Content starts
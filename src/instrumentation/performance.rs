//! Response latency classification.

use std::time::Duration;

use serde_json::json;

use crate::events::EventEmitter;
use crate::instrumentation::chain::{ResponseCompletion, ResponseCompletionHook};
use crate::instrumentation::context::RequestContext;
use crate::instrumentation::ObserverError;
use crate::observability::metrics;

/// `"<n>ms"`, the wire form of response times.
pub fn format_millis(duration: Duration) -> String {
    format!("{}ms", duration.as_millis())
}

pub struct PerformanceMonitor {
    slow_threshold: Duration,
}

impl PerformanceMonitor {
    pub fn new(slow_threshold: Duration) -> Self {
        Self { slow_threshold }
    }

    /// Strictly slower than the threshold.
    pub fn is_slow(&self, duration: Duration) -> bool {
        duration > self.slow_threshold
    }
}

impl ResponseCompletionHook for PerformanceMonitor {
    fn name(&self) -> &'static str {
        "performance_monitor"
    }

    fn on_complete(
        &self,
        ctx: &RequestContext,
        completion: &ResponseCompletion,
        emitter: &EventEmitter,
    ) -> Result<(), ObserverError> {
        metrics::record_request_duration(completion.status, completion.duration);

        if self.is_slow(completion.duration) {
            emitter.warn(
                "Slow Response Detected",
                json!({
                    "method": ctx.method,
                    "url": ctx.url,
                    "responseTime": format_millis(completion.duration),
                    "userId": ctx.user_id,
                    "statusCode": completion.status,
                    "userAgent": ctx.user_agent(),
                    "performance": "slow",
                }),
            );
        } else {
            emitter.info(
                "Performance Metric",
                json!({
                    "method": ctx.method,
                    "url": ctx.url,
                    "responseTime": format_millis(completion.duration),
                    "userId": ctx.user_id,
                    "statusCode": completion.status,
                }),
            );
        }
        Ok(())
    }
}
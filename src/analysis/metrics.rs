//! Single-pass aggregation of a day's event stream.

use std::collections::BTreeMap;
use std::time::Instant;

use serde::{Deserialize, Serialize};
use serde_json::Value;

use crate::analysis::AnalyzerError;
use crate::events::{Level, LogEvent};

/// Lines between deadline checks.
const DEADLINE_CHECK_EVERY: usize = 1024;

const UNKNOWN_ENDPOINT: &str = "(unknown)";

#[derive(Debug, Clone, Default, PartialEq, Serialize, Deserialize)]
#[serde(rename_all = "camelCase")]
pub struct ResponseTimeSummary {
    /// Requests with a positive parsed response time.
    pub count: u64,
    /// Rounded mean in milliseconds; 0 when nothing was observed.
    pub average_ms: u64,
    pub slow_requests: u64,
}

#[derive(Debug, Clone, Default, PartialEq, Serialize, Deserialize)]
#[serde(rename_all = "camelCase")]
pub struct AuthFunnel {
    pub logins: u64,
    pub login_failures: u64,
    pub registrations: u64,
}

impl AuthFunnel {
    pub fn attempts(&self) -> u64 {
        self.logins + self.login_failures
    }
}

/// Aggregate view of one day.
#[derive(Debug, Clone, Default, PartialEq, Serialize, Deserialize)]
#[serde(rename_all = "camelCase")]
pub struct DailyMetrics {
    /// Lines that parsed as events.
    pub parsed_events: u64,
    pub total_requests: u64,
    pub error_count: u64,
    pub warning_count: u64,
    pub info_count: u64,
    pub debug_count: u64,
    pub response_times: ResponseTimeSummary,
    pub authentication: AuthFunnel,
    /// Request count per url.
    pub endpoints: BTreeMap<String, u64>,
    /// Occurrences per error signature.
    pub error_types: BTreeMap<String, u64>,
    pub security_events: u64,
    pub performance_issues: u64,
}

impl DailyMetrics {
    /// Endpoints by descending frequency, ties by name.
    pub fn top_endpoints(&self, n: usize) -> Vec<(&str, u64)> {
        ranked(&self.endpoints, n)
    }

    /// Error signatures by descending frequency, ties by name.
    pub fn ranked_error_types(&self) -> Vec<(&str, u64)> {
        ranked(&self.error_types, usize::MAX)
    }
}

fn ranked(histogram: &BTreeMap<String, u64>, n: usize) -> Vec<(&str, u64)> {
    let mut entries: Vec<(&str, u64)> = histogram.iter().map(|(k, v)| (k.as_str(), *v)).collect();
    entries.sort_by(|a, b| b.1.cmp(&a.1).then_with(|| a.0.cmp(b.0)));
    entries.truncate(n);
    entries
}

/// Incremental builder for [`DailyMetrics`].
pub struct MetricsAggregator {
    slow_request_ms: u64,
    metrics: DailyMetrics,
    response_time_total: u128,
    lines_seen: usize,
    deadline: Option<Instant>,
}

impl MetricsAggregator {
    pub fn new(slow_request_ms: u64) -> Self {
        Self {
            slow_request_ms,
            metrics: DailyMetrics::default(),
            response_time_total: 0,
            lines_seen: 0,
            deadline: None,
        }
    }

    /// Fail ingestion once `deadline` has passed.
    pub fn with_deadline(mut self, deadline: Instant) -> Self {
        self.deadline = Some(deadline);
        self
    }

    /// Ingest newline-delimited text. Blank and malformed lines are skipped.
    pub fn ingest_text(&mut self, text: &str) -> Result<(), AnalyzerError> {
        for line in text.lines() {
            self.lines_seen += 1;
            if self.lines_seen % DEADLINE_CHECK_EVERY == 0 {
                self.check_deadline()?;
            }
            if let Some(event) = LogEvent::from_line(line) {
                self.ingest(&event);
            }
        }
        Ok(())
    }

    pub fn ingest(&mut self, event: &LogEvent) {
        let m = &mut self.metrics;
        m.parsed_events += 1;

        match event.level {
            Level::Error => {
                m.error_count += 1;
                if let Some(signature) = error_signature(event) {
                    *m.error_types.entry(signature.to_string()).or_insert(0) += 1;
                }
            }
            Level::Warn => m.warning_count += 1,
            Level::Info => m.info_count += 1,
            Level::Debug => m.debug_count += 1,
        }

        match event.message.as_str() {
            "HTTP Request" => {
                m.total_requests += 1;
                let endpoint = event.str_field("url").unwrap_or(UNKNOWN_ENDPOINT);
                *m.endpoints.entry(endpoint.to_string()).or_insert(0) += 1;

                let response_time = event.field("responseTime").map(parse_millis).unwrap_or(0);
                if response_time > 0 {
                    m.response_times.count += 1;
                    self.response_time_total += u128::from(response_time);
                    if response_time > self.slow_request_ms {
                        m.response_times.slow_requests += 1;
                    }
                }
            }
            "Authentication Event" => match event.str_field("event") {
                Some("login_success") => m.authentication.logins += 1,
                Some("login_failed") => m.authentication.login_failures += 1,
                Some("user_registered") => m.authentication.registrations += 1,
                _ => {}
            },
            _ => {}
        }

        if event.has_flag("security") {
            m.security_events += 1;
        }
        if event.str_field("performance") == Some("slow")
            || event.str_field("warning") == Some("slow_response")
        {
            m.performance_issues += 1;
        }
    }

    pub fn finish(mut self) -> DailyMetrics {
        let count = self.metrics.response_times.count;
        if count > 0 {
            self.metrics.response_times.average_ms =
                (self.response_time_total as f64 / count as f64).round() as u64;
        }
        self.metrics
    }

    fn check_deadline(&self) -> Result<(), AnalyzerError> {
        match self.deadline {
            Some(deadline) if Instant::now() > deadline => Err(AnalyzerError::DeadlineExceeded {
                lines_processed: self.lines_seen,
            }),
            _ => Ok(()),
        }
    }
}

/// Aggregate a whole day's text in one pass.
pub fn analyze(text: &str, slow_request_ms: u64) -> DailyMetrics {
    let mut aggregator = MetricsAggregator::new(slow_request_ms);
    // Without a deadline ingestion cannot fail.
    let _ = aggregator.ingest_text(text);
    aggregator.finish()
}

/// Normalized error type of an error-level event, if it qualifies.
///
/// The `error` field up to its first colon, falling back to the message.
fn error_signature(event: &LogEvent) -> Option<&str> {
    if !event.has_flag("error") && !event.message.contains("Error") {
        return None;
    }
    let from_field = event
        .str_field("error")
        .and_then(|e| e.split(':').next())
        .filter(|s| !s.is_empty());
    Some(from_field.unwrap_or(event.message.as_str()))
}

/// Leading integer milliseconds of `"850ms"`, `"850"` or `850`; 0 otherwise.
fn parse_millis(value: &Value) -> u64 {
    match value {
        Value::Number(n) => n
            .as_u64()
            .or_else(|| n.as_f64().filter(|f| *f > 0.0).map(|f| f.trunc() as u64))
            .unwrap_or(0),
        Value::String(s) => {
            let s = s.trim_start();
            let digits = s.find(|c: char| !c.is_ascii_digit()).unwrap_or(s.len());
            s[..digits].parse().unwrap_or(0)
        }
        _ => 0,
    }
}

#[cfg(test)]
mod tests {
    use super::*;
    use serde_json::json;

    fn line(level: &str, message: &str, fields: Value) -> String {
        let mut obj = json!({"timestamp": "2024-05-01 10:00:00", "level": level, "message": message});
        if let (Some(target), Value::Object(extra)) = (obj.as_object_mut(), fields) {
            target.extend(extra);
        }
        obj.to_string()
    }

    #[test]
    fn test_parse_millis_forms() {
        assert_eq!(parse_millis(&json!("850ms")), 850);
        assert_eq!(parse_millis(&json!("12.7ms")), 12);
        assert_eq!(parse_millis(&json!(" 40")), 40);
        assert_eq!(parse_millis(&json!(1500)), 1500);
        assert_eq!(parse_millis(&json!(99.9)), 99);
        assert_eq!(parse_millis(&json!("-5ms")), 0);
        assert_eq!(parse_millis(&json!("fast")), 0);
        assert_eq!(parse_millis(&json!(null)), 0);
    }

    #[test]
    fn test_request_aggregation() {
        let text = [
            line("info", "HTTP Request", json!({"url": "/a", "responseTime": "100ms"})),
            line("info", "HTTP Request", json!({"url": "/a", "responseTime": "2500ms"})),
            line("info", "HTTP Request", json!({"url": "/b", "responseTime": "0ms"})),
            line("warn", "HTTP Request Error", json!({"url": "/c", "responseTime": "10ms"})),
        ]
        .join("\n");

        let m = analyze(&text, 2000);
        assert_eq!(m.total_requests, 3);
        assert_eq!(m.endpoints["/a"], 2);
        assert_eq!(m.endpoints["/b"], 1);
        assert!(!m.endpoints.contains_key("/c"));
        assert_eq!(m.response_times.count, 2);
        assert_eq!(m.response_times.average_ms, 1300);
        assert_eq!(m.response_times.slow_requests, 1);
        assert_eq!(m.info_count, 3);
        assert_eq!(m.warning_count, 1);
    }

    #[test]
    fn test_error_signatures() {
        let text = [
            line("error", "Database Error", json!({"error": "MongoTimeoutError: timed out"})),
            line("error", "Database Error", json!({"error": "MongoTimeoutError: again"})),
            line("error", "Security Threat Detected", json!({"security": "threat_detected"})),
            line("error", "Application Error", json!({})),
            line("warn", "Some Error", json!({"error": "IgnoredError: warn level"})),
        ]
        .join("\n");

        let m = analyze(&text, 2000);
        assert_eq!(m.error_count, 4);
        assert_eq!(m.error_types["MongoTimeoutError"], 2);
        assert_eq!(m.error_types["Application Error"], 1);
        assert!(!m.error_types.contains_key("Security Threat Detected"));
        assert!(!m.error_types.contains_key("IgnoredError"));
        assert_eq!(m.security_events, 1);
    }

    #[test]
    fn test_flags_and_auth() {
        let text = [
            line("info", "Authentication Event", json!({"event": "login_success"})),
            line("warn", "Authentication Event", json!({"event": "login_failed"})),
            line("info", "Authentication Event", json!({"event": "user_registered"})),
            line("info", "Authentication Event", json!({"event": "logout"})),
            line("warn", "Slow Response Detected", json!({"performance": "slow"})),
            line("warn", "HTTP Request", json!({"url": "/x", "warning": "slow_response", "responseTime": "8500ms"})),
            line("warn", "Rate Limit Exceeded", json!({"security": "rate_limit_violation"})),
        ]
        .join("\n");

        let m = analyze(&text, 2000);
        assert_eq!(m.authentication, AuthFunnel { logins: 1, login_failures: 1, registrations: 1 });
        assert_eq!(m.performance_issues, 2);
        assert_eq!(m.security_events, 1);
        assert_eq!(m.response_times.slow_requests, 1);
    }

    #[test]
    fn test_malformed_lines_ignored() {
        let valid = line("info", "Performance Metric", json!({}));
        let text = format!(
            "{valid}\nnot json\n{{\"level\":\"info\"}}\n\n{valid}\n{{\"timestamp\":\"t\",\"level\":\"info\",\"mess"
        );

        let m = analyze(&text, 2000);
        assert_eq!(m.parsed_events, 2);
        assert_eq!(m.info_count + m.warning_count + m.error_count + m.debug_count, 2);
    }

    #[test]
    fn test_requests_counted_whatever_the_timestamp() {
        let text = [
            r#"{"timestamp":1714557600,"level":"info","message":"HTTP Request","url":"/a","responseTime":"10ms"}"#,
            r#"{"level":"info","message":"HTTP Request","url":"/a","responseTime":"20ms"}"#,
            r#"{"timestamp":"2024-05-01 10:00:00","level":"info","message":"HTTP Request","url":"/b","responseTime":"30ms"}"#,
        ]
        .join("\n");

        let m = analyze(&text, 2000);
        assert_eq!(m.parsed_events, 3);
        assert_eq!(m.total_requests, 3);
        assert_eq!(m.endpoints["/a"], 2);
        assert_eq!(m.response_times.average_ms, 20);
    }

    #[test]
    fn test_ranking_is_deterministic() {
        let mut m = DailyMetrics::default();
        m.endpoints.insert("/b".into(), 5);
        m.endpoints.insert("/a".into(), 5);
        m.endpoints.insert("/c".into(), 9);

        assert_eq!(m.top_endpoints(2), vec![("/c", 9), ("/a", 5)]);
    }

    #[test]
    fn test_expired_deadline_aborts() {
        let text = std::iter::repeat(line("info", "x", json!({})))
            .take(DEADLINE_CHECK_EVERY * 2)
            .collect::<Vec<_>>()
            .join("\n");
        let mut aggregator = MetricsAggregator::new(2000).with_deadline(Instant::now());
        std::thread::sleep(std::time::Duration::from_millis(2));

        let err = aggregator.ingest_text(&text).unwrap_err();
        assert!(matches!(err, AnalyzerError::DeadlineExceeded { lines_processed } if lines_processed == DEADLINE_CHECK_EVERY));
    }
}
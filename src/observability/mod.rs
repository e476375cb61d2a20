//! Observability of the pipeline itself.
//!
//! # Data Flow
//! ```text
//! All subsystems produce:
//!     → logging.rs (tracing diagnostics: startup, swallowed failures)
//!     → metrics.rs (counters, gauges, histograms)
//!
//! Consumers:
//!     → stdout (pretty in development, JSON in production)
//!     → Metrics endpoint (Prometheus scrape)
//! ```
//!
//! # Design Decisions
//! - Operational diagnostics stay separate from the domain event streams
//! - Metrics are cheap (atomic increments)

pub mod logging;
pub mod metrics;
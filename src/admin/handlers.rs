//! Admin API handlers: host status and per-day metrics and reports.

use axum::{
    extract::{Path, State},
    http::StatusCode,
    response::{IntoResponse, Response},
    Json,
};
use chrono::NaiveDate;
use serde::Serialize;
use serde_json::json;

use crate::analysis::{AnalyzerError, DailyReport};
use crate::http::server::AppState;

#[derive(Serialize)]
#[serde(rename_all = "camelCase")]
pub struct SystemStatus {
    pub version: &'static str,
    pub status: &'static str,
    pub service: String,
    pub uptime_secs: u64,
    pub observers: Vec<&'static str>,
    pub rate_window_keys: usize,
}

pub async fn get_status(State(state): State<AppState>) -> Json<SystemStatus> {
    let chain = state.instrumentation.chain();
    Json(SystemStatus {
        version: env!("CARGO_PKG_VERSION"),
        status: "operational",
        service: state.analyzer.service().to_string(),
        uptime_secs: state.started_at.elapsed().as_secs(),
        observers: chain.observer_names(),
        rate_window_keys: state.instrumentation.rate_counter().len(),
    })
}

pub async fn get_daily_metrics(
    State(state): State<AppState>,
    Path(date): Path<String>,
) -> Response {
    match daily_report(&state, &date).await {
        Ok(report) => Json(json!({
            "date": report.date,
            "metrics": report.metrics,
            "health": report.health,
        }))
        .into_response(),
        Err(response) => response,
    }
}

pub async fn get_daily_report(
    State(state): State<AppState>,
    Path(date): Path<String>,
) -> Response {
    match daily_report(&state, &date).await {
        Ok(report) => (
            [(axum::http::header::CONTENT_TYPE, "text/markdown; charset=utf-8")],
            report.text,
        )
            .into_response(),
        Err(response) => response,
    }
}

/// File reads run on the blocking pool.
async fn daily_report(state: &AppState, date: &str) -> Result<DailyReport, Response> {
    let date = NaiveDate::parse_from_str(date, "%Y-%m-%d")
        .map_err(|_| error_response(StatusCode::BAD_REQUEST, "date must be YYYY-MM-DD"))?;

    let analyzer = state.analyzer.clone();
    let result = tokio::task::spawn_blocking(move || analyzer.generate_daily_report(date))
        .await
        .map_err(|e| {
            tracing::error!(error = %e, "Analysis task failed");
            error_response(StatusCode::INTERNAL_SERVER_ERROR, "analysis failed")
        })?;

    result.map_err(|e| {
        let status = match &e {
            AnalyzerError::NotFound { .. } => StatusCode::NOT_FOUND,
            AnalyzerError::DeadlineExceeded { .. } => StatusCode::SERVICE_UNAVAILABLE,
            AnalyzerError::Io { .. } => StatusCode::INTERNAL_SERVER_ERROR,
        };
        if status != StatusCode::NOT_FOUND {
            tracing::warn!(error = %e, "Daily analysis failed");
        }
        error_response(status, &e.to_string())
    })
}

fn error_response(status: StatusCode, message: &str) -> Response {
    (status, Json(json!({ "success": false, "message": message }))).into_response()
}
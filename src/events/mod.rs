//! Structured event emission.
//!
//! # Data Flow
//! ```text
//! Observers / application code
//!     → emitter.rs (level filter, default metadata, timestamp)
//!     → sink.rs (EventSink: daily files or in-memory)
//!     → rolling.rs (per-day file, size-capped segments, retention sweep)
//!
//! General stream:  <service>-YYYY-MM-DD.log   (all levels, 7 days)
//! Error stream:    error-YYYY-MM-DD.log       (error only, 14 days)
//! ```
//!
//! # Design Decisions
//! - One JSON object per line so the analyzer and tail monitor can parse
//!   lines independently
//! - Emission never fails the caller; sink errors are reported via tracing
//! - Events are immutable once built

pub mod emitter;
pub mod event;
pub mod rolling;
pub mod sink;

pub use emitter::EventEmitter;
pub use event::{Level, LogEvent};
pub use sink::{DailyFileSink, EventSink, MemorySink};

use std::path::{Path, PathBuf};
use chrono::NaiveDate;

/// Errors raised by event sinks.
#[derive(Debug, thiserror::Error)]
pub enum EmitterError {
    #[error("I/O error on {path}: {source}")]
    Io {
        path: PathBuf,
        #[source]
        source: std::io::Error,
    },

    #[error("failed to serialize event: {0}")]
    Serialize(#[from] serde_json::Error),
}

/// File name prefix of the error-only stream.
pub const ERROR_STREAM_PREFIX: &str = "error";

/// Path of the general stream for `date`.
pub fn general_log_path(dir: &Path, service: &str, date: NaiveDate) -> PathBuf {
    dir.join(daily_file_name(service, date))
}

/// Path of the error-only stream for `date`.
pub fn error_log_path(dir: &Path, date: NaiveDate) -> PathBuf {
    dir.join(daily_file_name(ERROR_STREAM_PREFIX, date))
}

/// `<prefix>-YYYY-MM-DD.log`
pub fn daily_file_name(prefix: &str, date: NaiveDate) -> String {
    format!("{}-{}.log", prefix, date.format("%Y-%m-%d"))
}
Content ends
The lines that contain the word "valid" are wanted; copy each of them from the records.

**RESULT BELOW**
        let valid = line("info", "Performance Metric", json!({}));
            "{valid}\nnot json\n{{\"level\":\"info\"}}\n\n{valid}\n{{\"timestamp\":\"t\",\"level\":\"info\",\"mess"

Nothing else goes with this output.